Your instructions: Tally up every line in the records beneath that has "version", and write down only the total.

Start of Data supplied

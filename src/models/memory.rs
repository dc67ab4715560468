//! In-process implementations of the store traits.
//!
//! They keep the repository contracts (id < 1 handling, version-conditioned
//! updates, genre containment, safelisted ordering with id tie-break) so the
//! HTTP layer and callers can be exercised without PostgreSQL. Word matching
//! approximates the `simple` text-search configuration: every word of the
//! query must occur as a word of the field, case-insensitively.

use crate::error::AppError;
use crate::models::{validate_book, Book, BookStore, Token, TokenStore, User, UserStore};
use crate::service::{calculate_metadata, validate_filters, Filters, Metadata, SortDirection, Validator};
use async_trait::async_trait;
use chrono::Utc;
use std::cmp::Ordering;
use std::collections::BTreeMap;
use std::sync::{Mutex, MutexGuard};

#[derive(Default)]
struct Tables {
    next_book_id: i64,
    books: BTreeMap<i64, Book>,
    next_user_id: i64,
    users: BTreeMap<i64, User>,
    tokens: Vec<Token>,
}

#[derive(Default)]
pub struct MemoryStore {
    tables: Mutex<Tables>,
}

impl MemoryStore {
    pub fn new() -> Self {
        MemoryStore::default()
    }

    fn lock(&self) -> MutexGuard<'_, Tables> {
        self.tables.lock().unwrap_or_else(|poisoned| poisoned.into_inner())
    }
}

fn words(s: &str) -> Vec<String> {
    s.split(|c: char| !c.is_alphanumeric())
        .filter(|w| !w.is_empty())
        .map(str::to_lowercase)
        .collect()
}

/// A term without any word matches nothing, like an empty `plainto_tsquery`.
fn text_matches(field: &str, term: &str) -> bool {
    let field_words = words(field);
    let term_words = words(term);
    !term_words.is_empty() && term_words.iter().all(|w| field_words.contains(w))
}

fn compare_column(a: &Book, b: &Book, column: &str) -> Ordering {
    match column {
        "id" => a.id.cmp(&b.id),
        "title" => a.title.cmp(&b.title),
        "author" => a.author.cmp(&b.author),
        "year" => a.year.cmp(&b.year),
        "released_at" => a.released_at.cmp(&b.released_at),
        _ => Ordering::Equal,
    }
}

#[async_trait]
impl BookStore for MemoryStore {
    async fn insert(&self, book: &mut Book) -> Result<(), AppError> {
        let mut t = self.lock();
        t.next_book_id += 1;
        book.id = t.next_book_id;
        book.created_at = Utc::now();
        book.version = 1;
        t.books.insert(book.id, book.clone());
        Ok(())
    }

    async fn get(&self, id: i64) -> Result<Book, AppError> {
        if id < 1 {
            return Err(AppError::NotFound);
        }
        self.lock().books.get(&id).cloned().ok_or(AppError::NotFound)
    }

    async fn update(&self, book: &mut Book) -> Result<(), AppError> {
        let mut v = Validator::new();
        validate_book(&mut v, book);
        v.into_result()?;

        let mut t = self.lock();
        let stored = match t.books.get_mut(&book.id) {
            Some(stored) if stored.version == book.version => stored,
            _ => return Err(AppError::EditConflict),
        };
        stored.title = book.title.clone();
        stored.author = book.author.clone();
        stored.year = book.year;
        stored.genres = book.genres.clone();
        stored.released_at = book.released_at;
        stored.version += 1;
        *book = stored.clone();
        Ok(())
    }

    async fn delete(&self, id: i64) -> Result<(), AppError> {
        if id < 1 {
            return Err(AppError::NotFound);
        }
        self.lock().books.remove(&id).map(|_| ()).ok_or(AppError::NotFound)
    }

    async fn get_all(
        &self,
        title: &str,
        author: &str,
        genres: &[String],
        filters: &Filters,
    ) -> Result<(Vec<Book>, Metadata), AppError> {
        let mut v = Validator::new();
        validate_filters(&mut v, filters);
        v.into_result()?;
        let order = filters.sort_order()?;
        let (title, author) = (title.trim(), author.trim());

        let mut matched: Vec<Book> = self
            .lock()
            .books
            .values()
            .filter(|b| title.is_empty() || text_matches(&b.title, title))
            .filter(|b| author.is_empty() || text_matches(&b.author, author))
            .filter(|b| genres.iter().all(|g| b.genres.contains(g)))
            .cloned()
            .collect();
        matched.sort_by(|a, b| {
            let primary = compare_column(a, b, order.column());
            let primary = match order.direction() {
                SortDirection::Asc => primary,
                SortDirection::Desc => primary.reverse(),
            };
            primary.then(a.id.cmp(&b.id))
        });

        let offset = usize::try_from(filters.offset()).unwrap_or(usize::MAX);
        let limit = usize::try_from(filters.limit()).unwrap_or(0);
        let page: Vec<Book> = matched.iter().skip(offset).take(limit).cloned().collect();
        // Mirrors `count(*) OVER()`: the count rides on the returned rows.
        let total_records = if page.is_empty() { 0 } else { matched.len() as i64 };
        Ok((page, calculate_metadata(total_records, filters.page, filters.page_size)))
    }
}

#[async_trait]
impl UserStore for MemoryStore {
    async fn insert(&self, user: &mut User) -> Result<(), AppError> {
        let mut t = self.lock();
        if t.users.values().any(|u| u.email == user.email) {
            return Err(AppError::DuplicateEmail);
        }
        t.next_user_id += 1;
        user.id = t.next_user_id;
        user.created_at = Utc::now();
        user.version = 1;
        t.users.insert(user.id, user.clone());
        Ok(())
    }

    async fn get_by_email(&self, email: &str) -> Result<User, AppError> {
        self.lock()
            .users
            .values()
            .find(|u| u.email == email)
            .cloned()
            .ok_or(AppError::NotFound)
    }

    async fn update(&self, user: &mut User) -> Result<(), AppError> {
        let mut t = self.lock();
        if t.users.values().any(|u| u.email == user.email && u.id != user.id) {
            return Err(AppError::DuplicateEmail);
        }
        let stored = match t.users.get_mut(&user.id) {
            Some(stored) if stored.version == user.version => stored,
            _ => return Err(AppError::EditConflict),
        };
        let version = stored.version + 1;
        *stored = User {
            version,
            ..user.clone()
        };
        user.version = version;
        Ok(())
    }
}

#[async_trait]
impl TokenStore for MemoryStore {
    async fn insert(&self, token: &Token) -> Result<(), AppError> {
        self.lock().tokens.push(token.clone());
        Ok(())
    }

    async fn delete_all_for_user(&self, scope: &str, user_id: i64) -> Result<(), AppError> {
        self.lock()
            .tokens
            .retain(|t| !(t.scope == scope && t.user_id == user_id));
        Ok(())
    }

    async fn get_user_for_token(&self, scope: &str, hash: &[u8]) -> Result<User, AppError> {
        let t = self.lock();
        let now = Utc::now();
        t.tokens
            .iter()
            .find(|tok| tok.scope == scope && tok.hash == hash && tok.expiry > now)
            .and_then(|tok| t.users.get(&tok.user_id))
            .cloned()
            .ok_or(AppError::NotFound)
    }
}

#[cfg(test)]
mod tests {
    use super::*;

    #[test]
    fn word_matching_ignores_case_and_punctuation() {
        assert!(text_matches("The Lord of the Rings", "lord rings"));
        assert!(text_matches("Le Guin, Ursula K.", "ursula"));
        assert!(!text_matches("The Lord of the Rings", "lords"));
        assert!(!text_matches("anything", "!!!"));
    }
}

End of Data supplied

Exercise output: 9